Texas, 10 other states sue to block federal transgender restroom rule
Texas, joined by 10 other states, filed suit in federal court in Wichita Falls on Wednesday to block a federal directive that instructs school districts to let transgender students use restrooms that correspond with their gender identity, Attorney General Ken Paxton announced Wednesday.
Calling the Obama administration guidelines “outside the bounds of the Constitution,” Paxton said that the state was leading the action to protect the tiny school district of Harrold, between Vernon and Wichita Falls.
The Harrold school board on Monday approved a policy requiring students to use restrooms according to the gender cited on their birth certificates.
“Harrold Independent School District fulfilled a responsibility to their community and adopted a bathroom policy puts the safety of their students first,” said Paxton. “Unfortunately the policy placed them at odds with federal directives handed down earlier this month. That means the district is in the crosshairs of Obama administration which has maintained it will punish anyone who doesn’t comply with their orders.”
The other states in the suit are Alabama, Arizona, Georgia, Louisiana, Maine, Oklahoma, Tennessee, Utah, West Virginia, and Wisconsin.
Paxton said they joined because restroom choice is of national importance.
“It represents just the latest example of the current administration’s attempt to accomplish by executive fiat what they couldn’t accomplish democratically in Congress,” he said.
Based on Title IX
The Obama administration guidelines state that transgender students have the right to use their preferred bathrooms in public schools because of Title IX, a federal statute that prohibits discrimination on the basis of gender at educational institutions that receive federal funding.
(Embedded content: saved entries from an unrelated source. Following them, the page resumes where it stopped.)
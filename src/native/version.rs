//! Runtime metadata versions and handler selection.
//!
//! The class descriptor layout is fixed per runtime build and identified by the global
//! metadata version (`24.1`, `27.0`, ...). When only the engine version is known, it is mapped
//! onto the metadata version that engine release ships with.

use std::fmt;

use strum::{Display, EnumCount, EnumIter, IntoEnumIterator};

use crate::{
    native::class::{
        v24_0::ClassHandlerV24_0, v24_1::ClassHandlerV24_1, v27_0::ClassHandlerV27_0,
        v29_0::ClassHandlerV29_0, NativeClassStructHandler,
    },
    Error::NotSupported,
    Result,
};

/// Version of the runtime's global metadata
#[derive(Debug, Clone, Copy, PartialEq, Eq, PartialOrd, Ord, Hash)]
pub struct MetadataVersion {
    /// Major version, e.g. `24`
    pub major: u16,
    /// Minor version, e.g. `1`
    pub minor: u16,
}

impl MetadataVersion {
    /// Create a new version
    pub const fn new(major: u16, minor: u16) -> Self {
        MetadataVersion { major, minor }
    }

    /// Parse `"24"` or `"24.1"`
    ///
    /// # Errors
    /// Returns [`crate::Error::Malformed`] if a component is not a number.
    pub fn parse(text: &str) -> Result<Self> {
        let text = text.trim();
        let (major, minor) = match text.split_once('.') {
            Some((major, minor)) => (major, minor),
            None => (text, "0"),
        };

        let major = major
            .parse::<u16>()
            .map_err(|_| malformed_error!("Invalid metadata version - {}", text))?;
        let minor = minor
            .parse::<u16>()
            .map_err(|_| malformed_error!("Invalid metadata version - {}", text))?;

        Ok(MetadataVersion { major, minor })
    }

    /// Map an engine version such as `"2019.4.8f1"` onto its metadata version
    ///
    /// | Engine             | Metadata |
    /// |--------------------|----------|
    /// | before 2017.1      | 23.0     |
    /// | 2017.1 - 2018.2    | 24.0     |
    /// | 2018.3 - 2019.4    | 24.1     |
    /// | 2020.1             | 24.3     |
    /// | 2020.2 - 2021.1    | 27.0     |
    /// | 2021.2 and later   | 29.0     |
    ///
    /// # Errors
    /// Returns [`crate::Error::Malformed`] if the year or the release number is missing.
    pub fn from_unity_version(text: &str) -> Result<Self> {
        let mut parts = text.trim().split('.');
        let year = parts
            .next()
            .and_then(|year| year.parse::<u32>().ok())
            .ok_or_else(|| malformed_error!("Invalid engine version - {}", text))?;
        let release = parts
            .next()
            .and_then(|release| release.parse::<u32>().ok())
            .ok_or_else(|| malformed_error!("Invalid engine version - {}", text))?;

        let version = match (year, release) {
            (year, _) if year < 2017 => MetadataVersion::new(23, 0),
            (2017, _) | (2018, 0..=2) => MetadataVersion::new(24, 0),
            (2018, _) | (2019, _) => MetadataVersion::new(24, 1),
            (2020, 0..=1) => MetadataVersion::new(24, 3),
            (2020, _) | (2021, 0..=1) => MetadataVersion::new(27, 0),
            _ => MetadataVersion::new(29, 0),
        };
        Ok(version)
    }
}

impl fmt::Display for MetadataVersion {
    fn fmt(&self, f: &mut fmt::Formatter<'_>) -> fmt::Result {
        write!(f, "{}.{}", self.major, self.minor)
    }
}

/// Class descriptor layouts with a dedicated handler
#[derive(Debug, Clone, Copy, PartialEq, Eq, PartialOrd, Ord, Hash, Display, EnumIter, EnumCount)]
pub enum ClassLayoutVersion {
    /// Metadata 24.0
    #[strum(to_string = "24.0")]
    V24_0,
    /// Metadata 24.1 to 24.x
    #[strum(to_string = "24.1")]
    V24_1,
    /// Metadata 27.x
    #[strum(to_string = "27.0")]
    V27_0,
    /// Metadata 29.0 and later
    #[strum(to_string = "29.0")]
    V29_0,
}

impl ClassLayoutVersion {
    /// The oldest metadata version using this layout
    pub fn metadata_version(&self) -> MetadataVersion {
        match self {
            ClassLayoutVersion::V24_0 => MetadataVersion::new(24, 0),
            ClassLayoutVersion::V24_1 => MetadataVersion::new(24, 1),
            ClassLayoutVersion::V27_0 => MetadataVersion::new(27, 0),
            ClassLayoutVersion::V29_0 => MetadataVersion::new(29, 0),
        }
    }

    /// The handler of this layout
    pub fn handler(&self) -> &'static dyn NativeClassStructHandler {
        match self {
            ClassLayoutVersion::V24_0 => &ClassHandlerV24_0,
            ClassLayoutVersion::V24_1 => &ClassHandlerV24_1,
            ClassLayoutVersion::V27_0 => &ClassHandlerV27_0,
            ClassLayoutVersion::V29_0 => &ClassHandlerV29_0,
        }
    }
}

/// Select the class descriptor handler for a metadata version
///
/// Picks the newest layout whose version is not above `version`.
///
/// # Errors
/// Returns [`crate::Error::NotSupported`] for versions older than 24.0.
pub fn class_handler_for(
    version: MetadataVersion,
) -> Result<&'static dyn NativeClassStructHandler> {
    let layout = ClassLayoutVersion::iter()
        .rev()
        .find(|layout| layout.metadata_version() <= version)
        .ok_or(NotSupported)?;

    tracing::debug!("metadata {} uses class layout {}", version, layout);
    Ok(layout.handler())
}
//! References the rewrite injects into the output module.
//!
//! The marker attributes and the class-pointer storage type live in the runtime support
//! library; the built-in types live in the core library. [`Imports`] is the seam through which
//! the rewrite obtains them, [`ImportTable`] resolves them from two loaded modules.

use crate::{
    metadata::{
        method::MethodRc,
        module::ModuleDefRc,
        signatures::{MethodReference, TypeSignature},
        typesystem::{CilPrimitiveKind, CilTypeRc, CilTypeRef},
    },
    Error::ImportNotFound,
    Result,
};

/// Attribute recording the original name of a renamed type
pub const OBFUSCATED_NAME_ATTRIBUTE: &str = "ObfuscatedNameAttribute";
/// Attribute recording the runtime token and defining assembly of a type
pub const NATIVE_TYPE_TOKEN_ATTRIBUTE: &str = "NativeTypeTokenAttribute";
/// Generic holder type whose static field caches a class descriptor pointer per type
pub const CLASS_POINTER_STORE: &str = "Il2CppClassPointerStore`1";
/// Name of the static field on [`CLASS_POINTER_STORE`]
pub const CLASS_POINTER_FIELD: &str = "NativeClassPtr";

/// Resolves the external references the rewrite emits
///
/// Every reference is resolved on demand; a reference that cannot be resolved is reported as
/// [`crate::Error::ImportNotFound`].
pub trait Imports: Send + Sync {
    /// Constructor of the original-name marker, taking one string
    fn obfuscated_name_attribute_ctor(&self) -> Result<MethodReference>;

    /// Parameterless constructor of the native-token marker
    fn native_type_token_attribute_ctor(&self) -> Result<MethodReference>;

    /// `System.String`
    fn string_type(&self) -> Result<TypeSignature>;

    /// `System.UInt32`
    fn uint_type(&self) -> Result<TypeSignature>;

    /// `System.IntPtr`
    fn intptr_type(&self) -> Result<TypeSignature>;

    /// The open generic class-pointer storage type
    fn class_pointer_store(&self) -> Result<CilTypeRc>;

    /// A core library type by full name, e.g. `System.Int32`
    fn system_type(&self, fullname: &str) -> Result<TypeSignature>;
}

/// [`Imports`] backed by a loaded core library and a loaded support library
pub struct ImportTable {
    corlib: ModuleDefRc,
    support: ModuleDefRc,
}

impl ImportTable {
    /// Create a new import table
    ///
    /// ## Arguments
    /// * 'corlib'  - Module defining the `System.*` types
    /// * 'support' - Module defining the marker attributes and the class-pointer storage type
    pub fn new(corlib: ModuleDefRc, support: ModuleDefRc) -> Self {
        ImportTable { corlib, support }
    }

    fn support_type(&self, name: &str) -> Result<CilTypeRc> {
        self.support
            .types()
            .find(|ty| ty.name == name)
            .cloned()
            .ok_or_else(|| ImportNotFound(format!("{} in {}", name, self.support.name)))
    }

    fn attribute_ctor(&self, name: &str, arity: usize) -> Result<MethodReference> {
        let attribute = self.support_type(name)?;
        let ctor: MethodRc = attribute
            .methods
            .iter()
            .map(|(_, method)| method)
            .find(|method| method.is_constructor() && method.params.len() == arity)
            .cloned()
            .ok_or_else(|| ImportNotFound(format!("{}::.ctor/{}", name, arity)))?;

        Ok(MethodReference {
            name: ctor.name.clone(),
            declaring_type: TypeSignature::Type(CilTypeRef::new(&attribute)),
            return_type: ctor.return_type.clone(),
            params: ctor
                .params
                .iter()
                .map(|param| param.signature.clone())
                .collect(),
            has_this: true,
        })
    }

    fn builtin(&self, kind: CilPrimitiveKind) -> Result<TypeSignature> {
        self.system_type(kind.fullname())
    }
}

impl Imports for ImportTable {
    fn obfuscated_name_attribute_ctor(&self) -> Result<MethodReference> {
        self.attribute_ctor(OBFUSCATED_NAME_ATTRIBUTE, 1)
    }

    fn native_type_token_attribute_ctor(&self) -> Result<MethodReference> {
        self.attribute_ctor(NATIVE_TYPE_TOKEN_ATTRIBUTE, 0)
    }

    fn string_type(&self) -> Result<TypeSignature> {
        self.builtin(CilPrimitiveKind::String)
    }

    fn uint_type(&self) -> Result<TypeSignature> {
        self.builtin(CilPrimitiveKind::U4)
    }

    fn intptr_type(&self) -> Result<TypeSignature> {
        self.builtin(CilPrimitiveKind::I)
    }

    fn class_pointer_store(&self) -> Result<CilTypeRc> {
        let store = self.support_type(CLASS_POINTER_STORE)?;
        if store.generic_params.count() != 1 {
            return Err(malformed_error!(
                "{} must declare exactly one generic parameter",
                CLASS_POINTER_STORE
            ));
        }
        Ok(store)
    }

    fn system_type(&self, fullname: &str) -> Result<TypeSignature> {
        let definition = self
            .corlib
            .get_by_fullname(fullname)
            .ok_or_else(|| ImportNotFound(format!("{} in {}", fullname, self.corlib.name)))?;

        Ok(match CilPrimitiveKind::from_fullname(fullname) {
            Some(kind) => TypeSignature::from_primitive(kind),
            None => TypeSignature::Type(CilTypeRef::new(&definition)),
        })
    }
}

#[cfg(test)]
mod tests {
    use super::*;
    use crate::{
        metadata::module::ModuleDefinition,
        test::{corlib, import_table, support_library},
        Error,
    };
    use std::sync::Arc;

    #[test]
    fn test_attribute_ctors() {
        let imports = import_table();

        let obfuscated = imports.obfuscated_name_attribute_ctor().unwrap();
        assert_eq!(obfuscated.name, ".ctor");
        assert_eq!(obfuscated.params.len(), 1);
        assert_eq!(obfuscated.params[0].full_name(), "System.String");

        let native = imports.native_type_token_attribute_ctor().unwrap();
        assert!(native.params.is_empty());
        assert!(native.full_name().ends_with("NativeTypeTokenAttribute::.ctor()"));
    }

    #[test]
    fn test_builtin_types() {
        let imports = import_table();
        assert_eq!(imports.string_type().unwrap().full_name(), "System.String");
        assert_eq!(imports.uint_type().unwrap().full_name(), "System.UInt32");
        assert_eq!(imports.intptr_type().unwrap().full_name(), "System.IntPtr");
        assert!(matches!(
            imports.system_type("System.Int32").unwrap(),
            TypeSignature::I4
        ));
        assert!(matches!(
            imports.system_type("System.ValueType").unwrap(),
            TypeSignature::Type(_)
        ));
    }

    #[test]
    fn test_class_pointer_store() {
        let store = import_table().class_pointer_store().unwrap();
        assert_eq!(store.name, CLASS_POINTER_STORE);
        assert!(store.has_generic_params());
    }

    #[test]
    fn test_missing_imports() {
        let empty = Arc::new(ModuleDefinition::new("Empty.dll", "Empty"));

        let imports = ImportTable::new(corlib(), empty.clone());
        assert!(matches!(
            imports.obfuscated_name_attribute_ctor(),
            Err(Error::ImportNotFound(_))
        ));
        assert!(matches!(
            imports.class_pointer_store(),
            Err(Error::ImportNotFound(_))
        ));

        let imports = ImportTable::new(empty, support_library());
        assert!(matches!(imports.intptr_type(), Err(Error::ImportNotFound(_))));
    }
}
It does not have the force of law, although school districts could risk losing federal money if they do not comply.
Harrold school Superintendent David Thweatt, who joined Paxton at the Austin news conference, said his school board had passed the policy out of concern for the “safety, security, and dignity of the children.”
None of the 100 students enrolled there has asked to be identified as transgender, he said.
[The Harrold] district is in the crosshairs of Obama administration which has maintained it will punish anyone who doesn’t comply with their orders.
Texas Attorney General Ken Paxton
With virtually no evidence of students being attacked in restrooms by their transgender classmates, they say, efforts like those ramping up in Texas further stigmatize transgender people and perpetuate violence against them.
When asked Wednesday, neither Paxton nor Thweatt could point to instances where allowing transgender students had threatened anyone’s safety in a restroom.
GOP officials join in
Since the Obama administration issued the new guidelines this month, they have generated widespread outrage among Texas Republicans, fueling full-throated attacks from many party leaders including Lt. Gov. Dan Patrick and U.S. Sen. Ted Cruz.
Even before the administration released the rules on May 13, Patrick, who has declared restroom regulation to be a priority for the next legislative session, called for the resignation of Fort Worth school Superintendent Kent Scribner because of the district’s policy on accommodating transgender students. Scribner told trustees in April that he had signed guidelines instructing district employees to “acknowledge the gender identity that each student consistently and uniformly asserts.”
Earlier this month Paxton joined with lawyers from Oklahoma and West Virginia to write a letter to the U.S. Justice and Education departments asking whether states would lose federal funding if their school districts did not comply with the directive, which does not have the force of law.
With the suit, Paxton prepares for Texas to become the next battleground in the national debate about which restrooms transgender people may use. It also shifts the spotlight from Patrick, who has so far been the state’s most vocal elected official on the issue.
At a Round Rock stop on his book tour Wednesday morning, Gov. Greg Abbott said Paxton was “challenging the way that the Obama administration is trampling the United States Constitution.”
“The president has no authority to enact laws whatsoever. Several times Congress has taken up the issue of whether to expand the Civil Rights Act and Title IX and whether or not to include transgender. Both times or multiple times, Congress has decided against that,” said Abbott, who first announced the lawsuit in a tweet Wednesday.
When asked whether he had any input on the attorney general’s decision to challenge the directive, Abbott said the lawsuit was Paxton’s “determination.”
He also defended the cost of suing the federal government over the issue.
“There is no price that can be put on a president violating the Constitution,” he said. “This country abandons its fundamental principle when we have a president who says he is above the law. Barack Obama has repeatedly said he is above the law. Texas is going to put a stop to that.”
The issue erupted nationally in March after the North Carolina General Assembly passed House Bill 2, which prohibited transgender people from using bathrooms that do not match the gender on their birth certificate. That has led to boycotts and has led businesses to reconsider their investments in the state, and is now the subject of a federal civil rights lawsuit.